As the film opens, our nameless assassin is holed up inside a WeWork location in downtown Paris. He's quietly observing his current target across the boulevard, who appears to command at least the top floor of an expensive, old-world hotel.
Michael Fassbender appears in his first film in four years as The Killer. Each of his movements is carefully planned. Sleep is a luxury savored in small doses. He monitors his heart rate and yoga sessions while watching the neighboring flat through a rifle scope.
Fincher's sound design is flawless, as is the cinematography by Erik Messerschmidt (Mank, Manhunter). Fincher immerses you into the day and night sounds of Paris, while his camera follows The Killer's scope from room to room, front door to cafe, popping across the wet streets like Jimmy Stewart's snooping camera in Hitchcock's "Rear Window".
Fassbinder's lethal character narrates the story to us, weaving through the quiet moments in what appears to be his inner monologue. Or is it a confessional? As the killer chooses his actual words in life very carefully, the narration is our only view into his thoughts.
When the assassination goes wrong, the film explodes into a flurry of non-stop action. Watching the Killer cover his tracks is fascinating.
Like the excellent 1973 thriller, "The Day of the Jackal", his everyday routines appear mundane, quiet. While that film spent two hours getting to the assassination, Fincher spends only about the first 20 minutes getting to the attempt.
We're then whisked off on a globe hopping adventure as The Killer returns to his enclave in the Dominican Republic, realizes he's compromised and then begins a lethal quest to eliminate any collateral damage from his failed job. To say more would be criminal, let Fincher pull you down those avenues.
One of the my favorite Fincher films, and also one of my favorite films of all time is his 1995 thriller, "Se7en". Andrew Kevin Walker, who wrote that film, writes this one as well. Adapting the graphic novel by Alexis Nolent and Luc Jacamon, Walker creates distinct chapters that take place around the world. Each one may as well be another planet, as Fincher offers up New Orleans and Florida in ways you've never seen them before. Balanced with the narration, you're half laughing at The Killer's descriptions, while Fincher sinks below the tourist maps to much darker parts of town.
You'll recognize the Fincher-isms that we've all come to love.
Time jumps. A journey from the airport in which no camera shot lasts longer than three seconds, yet you as the viewer never get lost.
Trent Reznor and Atticus Ross provide the music score, a pulsing, modern take that gets under your skin and stays there. No one plays with swirling spatial sound like Reznor and Ross and they add to their growing legacy of film scores (The Girl with the Dragon Tattoo) with another seductive, propulsive score that pulls you in and never lets go.

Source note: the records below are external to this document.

use serde_json::Value;
use std::sync::Arc;
use tokio::io::{AsyncBufReadExt, AsyncWriteExt, BufReader};
use tokio::net::TcpStream;

use super::Dispatcher;
use crate::protocol::{error_kind, method, JsonRpcRequest, JsonRpcResponse, RemoteError};

/// Answer newline-delimited JSON-RPC requests one at a time until the host
/// closes the connection.
pub(crate) async fn serve_connection(
    stream: TcpStream,
    dispatcher: Arc<Dispatcher>,
) -> std::io::Result<()> {
    let (read, mut write) = stream.into_split();
    let mut lines = BufReader::new(read).lines();

    while let Some(line) = lines.next_line().await? {
        if line.trim().is_empty() {
            continue;
        }

        let response = match serde_json::from_str::<JsonRpcRequest>(&line) {
            Ok(request) => {
                let id = request.id;
                match handle(&dispatcher, request).await {
                    Ok(result) => JsonRpcResponse::success(id, result),
                    Err(error) => JsonRpcResponse::failure(id, error),
                }
            }
            Err(e) => {
                tracing::warn!("Undecodable rpc request: {}", e);
                JsonRpcResponse::failure(0, RemoteError::new(error_kind::MALFORMED_PAYLOAD, e.to_string()))
            }
        };

        let mut bytes = serde_json::to_vec(&response)?;
        bytes.push(b'\n');
        write.write_all(&bytes).await?;
        write.flush().await?;
    }

    Ok(())
}

async fn handle(dispatcher: &Dispatcher, request: JsonRpcRequest) -> Result<Value, RemoteError> {
    let params = request.params.unwrap_or(Value::Null);
    match request.method.as_str() {
        method::DISPENSE => dispatcher.dispense(params),
        method::LIST_FUNCTION_NAMES => dispatcher
            .list_function_names()
            .map(|names| Value::Array(names.into_iter().map(Value::String).collect())),
        method::INVOKE => dispatcher.invoke(params).await,
        other => Err(RemoteError::new(
            error_kind::METHOD_NOT_FOUND,
            format!("unknown method '{other}'"),
        )),
    }
}
mod loader;
mod schema;

pub use loader::{load, load_from_path, validate};
pub use schema::{BridgeConfig, LoggingSection, PluginSection};
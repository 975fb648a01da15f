use serde::{Deserialize, Serialize};
use std::path::PathBuf;
use std::time::Duration;

use crate::error::ConfigError;
use crate::plugin::config::{default_call_timeout, default_handshake_timeout, PluginOptions};

/// Settings for the `plugin-bridge` CLI, merged from config files and
/// `BRIDGE_` environment variables.
#[derive(Debug, Clone, Default, PartialEq, Deserialize, Serialize)]
#[serde(rename_all = "camelCase")]
pub struct BridgeConfig {
    #[serde(default)]
    pub plugin: PluginSection,
    #[serde(default)]
    pub logging: LoggingSection,
}

#[derive(Debug, Clone, PartialEq, Deserialize, Serialize)]
#[serde(rename_all = "camelCase")]
pub struct PluginSection {
    #[serde(default)]
    pub path: Option<PathBuf>,
    #[serde(default)]
    pub interpreter: Option<PathBuf>,
    /// `rpc` or `mux`
    #[serde(default)]
    pub transport: Option<String>,
    #[serde(default = "default_handshake_timeout_ms")]
    pub handshake_timeout_ms: u64,
    #[serde(default = "default_call_timeout_ms")]
    pub call_timeout_ms: u64,
}

impl Default for PluginSection {
    fn default() -> Self {
        Self {
            path: None,
            interpreter: None,
            transport: None,
            handshake_timeout_ms: default_handshake_timeout_ms(),
            call_timeout_ms: default_call_timeout_ms(),
        }
    }
}

#[derive(Debug, Clone, Default, PartialEq, Eq, Deserialize, Serialize)]
#[serde(rename_all = "camelCase")]
pub struct LoggingSection {
    #[serde(default)]
    pub verbose: bool,
    #[serde(default)]
    pub file: Option<PathBuf>,
    #[serde(default)]
    pub disable_time: bool,
}

fn default_handshake_timeout_ms() -> u64 {
    default_handshake_timeout().as_millis() as u64
}

fn default_call_timeout_ms() -> u64 {
    default_call_timeout().as_millis() as u64
}

impl BridgeConfig {
    /// Resolve the plugin path and launch options.
    pub fn plugin_options(&self) -> Result<(PathBuf, PluginOptions), ConfigError> {
        let path = self
            .plugin
            .path
            .clone()
            .ok_or_else(|| ConfigError::MissingField("plugin.path".into()))?;

        let mut options = PluginOptions::new()
            .with_verbose(self.logging.verbose)
            .with_disable_time(self.logging.disable_time)
            .with_handshake_timeout(Duration::from_millis(self.plugin.handshake_timeout_ms))
            .with_call_timeout(Duration::from_millis(self.plugin.call_timeout_ms));
        if let Some(interpreter) = &self.plugin.interpreter {
            options = options.with_interpreter(interpreter);
        }
        if let Some(transport) = &self.plugin.transport {
            options = options.with_transport(transport);
        }
        if let Some(file) = &self.logging.file {
            options = options.with_log_file(file);
        }

        options.validate()?;
        Ok((path, options))
    }
}
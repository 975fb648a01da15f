use async_trait::async_trait;
use bytes::Bytes;
use serde_json::Value;
use std::net::SocketAddr;
use std::sync::atomic::{AtomicBool, AtomicI64, Ordering};
use std::sync::Arc;
use tokio::io::{AsyncBufReadExt, AsyncWriteExt, BufReader};
use tokio::net::tcp::{OwnedReadHalf, OwnedWriteHalf};
use tokio::net::TcpStream;
use tokio::sync::Mutex;

use super::{Dispenser, FunctionCaller, TransportResult, TransportStyle};
use crate::error::TransportError;
use crate::protocol::{
    method, DispenseParams, InvokeParams, JsonRpcRequest, JsonRpcResponse,
};

struct LineStream {
    reader: BufReader<OwnedReadHalf>,
    writer: OwnedWriteHalf,
    /// Bytes of a response line read so far. Survives a cancelled read so
    /// the next request can finish and discard the stale line.
    partial: Vec<u8>,
    /// Request line being written and how much of it reached the socket.
    /// A line cancelled part way is completed before the next one starts.
    outgoing: Vec<u8>,
    sent: usize,
}

impl LineStream {
    async fn write_line(&mut self, line: Vec<u8>) -> std::io::Result<()> {
        // A cancelled line the server never saw any of is dropped
        if self.sent == 0 {
            self.outgoing.clear();
        }
        self.drain_outgoing().await?;

        self.outgoing = line;
        self.drain_outgoing().await?;
        self.writer.flush().await
    }

    async fn drain_outgoing(&mut self) -> std::io::Result<()> {
        while self.sent < self.outgoing.len() {
            let n = self.writer.write(&self.outgoing[self.sent..]).await?;
            if n == 0 {
                return Err(std::io::ErrorKind::WriteZero.into());
            }
            self.sent += n;
        }
        self.outgoing.clear();
        self.sent = 0;
        Ok(())
    }
}

/// Request/response client: the connection carries exactly one request at
/// a time, so concurrent callers queue on the stream lock.
pub struct SimpleConnection {
    stream: Mutex<LineStream>,
    next_id: AtomicI64,
    closed: Arc<AtomicBool>,
}

impl SimpleConnection {
    pub async fn connect(addr: SocketAddr) -> TransportResult<Self> {
        let stream = TcpStream::connect(addr)
            .await
            .map_err(|e| TransportError::ConnectionFailed(format!("{addr}: {e}")))?;
        stream
            .set_nodelay(true)
            .map_err(|e| TransportError::ConnectionFailed(e.to_string()))?;
        let (read, write) = stream.into_split();

        Ok(Self {
            stream: Mutex::new(LineStream {
                reader: BufReader::new(read),
                writer: write,
                partial: Vec::new(),
                outgoing: Vec::new(),
                sent: 0,
            }),
            next_id: AtomicI64::new(1),
            closed: Arc::new(AtomicBool::new(false)),
        })
    }

    async fn request(&self, method: &str, params: Option<Value>) -> TransportResult<Value> {
        if self.is_closed() {
            return Err(TransportError::Closed);
        }

        let id = self.next_id.fetch_add(1, Ordering::SeqCst);
        let mut line = serde_json::to_vec(&JsonRpcRequest::new(id, method, params))
            .map_err(|e| TransportError::InvalidFormat(e.to_string()))?;
        line.push(b'\n');

        let mut stream = self.stream.lock().await;

        if let Err(e) = stream.write_line(line).await {
            self.closed.store(true, Ordering::SeqCst);
            return Err(TransportError::SendFailed(e.to_string()));
        }

        loop {
            let response = self.read_response(&mut stream).await?;
            // An earlier request that timed out may have left its answer behind
            if response.id < id {
                tracing::debug!(stale_id = response.id, expected_id = id, "Skipping stale response");
                continue;
            }
            if response.id != id {
                return Err(TransportError::InvalidFormat(format!(
                    "response id {} does not match request id {id}",
                    response.id
                )));
            }
            return response.into_result().map_err(TransportError::Remote);
        }
    }

    async fn read_response(&self, stream: &mut LineStream) -> TransportResult<JsonRpcResponse> {
        let LineStream {
            reader, partial, ..
        } = stream;
        let n = reader.read_until(b'\n', partial).await.map_err(|e| {
            self.closed.store(true, Ordering::SeqCst);
            TransportError::ReceiveFailed(e.to_string())
        })?;

        if n == 0 || partial.last() != Some(&b'\n') {
            self.closed.store(true, Ordering::SeqCst);
            return Err(TransportError::Closed);
        }
        let line = std::mem::take(partial);
        serde_json::from_slice(&line).map_err(|e| TransportError::InvalidFormat(e.to_string()))
    }
}

#[async_trait]
impl Dispenser for SimpleConnection {
    async fn dispense(self: Box<Self>, service: &str) -> TransportResult<Arc<dyn FunctionCaller>> {
        let params = serde_json::to_value(DispenseParams {
            service: service.to_string(),
        })
        .map_err(|e| TransportError::InvalidFormat(e.to_string()))?;
        self.request(method::DISPENSE, Some(params)).await?;
        Ok(Arc::new(*self))
    }
}

#[async_trait]
impl FunctionCaller for SimpleConnection {
    async fn list_function_names(&self) -> TransportResult<Vec<String>> {
        tracing::debug!("rpc_client ListFunctionNames() start");
        let result = self.request(method::LIST_FUNCTION_NAMES, None).await?;
        serde_json::from_value(result).map_err(|e| TransportError::InvalidFormat(e.to_string()))
    }

    async fn invoke(&self, name: &str, args: Bytes) -> TransportResult<Bytes> {
        let args = String::from_utf8(args.to_vec())
            .map_err(|e| TransportError::InvalidFormat(e.to_string()))?;
        let params = serde_json::to_value(InvokeParams {
            name: name.to_string(),
            args,
        })
        .map_err(|e| TransportError::InvalidFormat(e.to_string()))?;

        match self.request(method::INVOKE, Some(params)).await? {
            Value::String(text) => Ok(Bytes::from(text)),
            other => Err(TransportError::InvalidFormat(format!(
                "invoke result must be codec text, got {other}"
            ))),
        }
    }

    async fn close(&self) {
        if self.closed.swap(true, Ordering::SeqCst) {
            return;
        }
        // An in-flight request owns the stream; the process teardown closes
        // the socket underneath it.
        if let Ok(mut stream) = self.stream.try_lock() {
            if let Err(e) = stream.writer.shutdown().await {
                tracing::debug!("Failed to shut down rpc connection: {}", e);
            }
        }
    }

    fn is_closed(&self) -> bool {
        self.closed.load(Ordering::SeqCst)
    }

    fn style(&self) -> TransportStyle {
        TransportStyle::Simple
    }
}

The supporting cast is strong.
Tilda Swinton is The Expert.
Arliss Howard is The Client.
Charles Parnell is The Lawyer.
All are great.
But they all are in service of Fassbender as The Killer. He's excellent.
He's the slow burning core at the center. I loved that I couldn't quite figure out what his next steps were going to be, or where he'd draw the line.
Only in the final moments did I realize I actually already knew the answer to those questions.
I loved his aliases used on credit cards and airline tickets. Every child of the seventies will.
No one creates a modern thriller like David Fincher.
He's precise, intelligent, violent and creates a fully-modern take on the suspense film in cinema. A Hitchcock for our time, he deserves to stand alongside Hitch as a visionary. Since the 80's I have loved Brian De Palma as a modern Hitchcock, but his films always felt like tasty, nasty homages to the master, loaded with more graphic blood and sex than Hitch would ever have felt comfortable with in his day.
But for me, Fincher stands as the more complete filmmaker, creating unbearable tension by introducing a killer into our everyday life. It all feels as logical and ridiculously unpredictable as life itself. We're just collateral damage to the events he depicts. As in "Se7en", the events in motion cannot be contained.
Fincher has added another masterpiece to his film legacy with THE KILLER.
It slays without hesitation or remorse, earning an A+.
4. Past Lives
It's been a very long time since I've seen a Writing/Directing debut as perfect as Celine Song's PAST LIVES.
Covering decades in the lives of a young couple, the film feels like you're intruding on real lives and all the twists that fate delivers.
We meet Nora and Hae Sung as 12 year old children in Korea. Competing for top academic awards, Nora is fragile and Hae Sung is her comforter.
Young actors Moon Seung-ah and Leem Seung-min are terrific as the youngsters, teeing up the emotions of characters that we'll follow for decades as their confidence levels swap places.
When Nora's filmmaker parents decide to immigrate to Canada, the two young friends are suddenly separated.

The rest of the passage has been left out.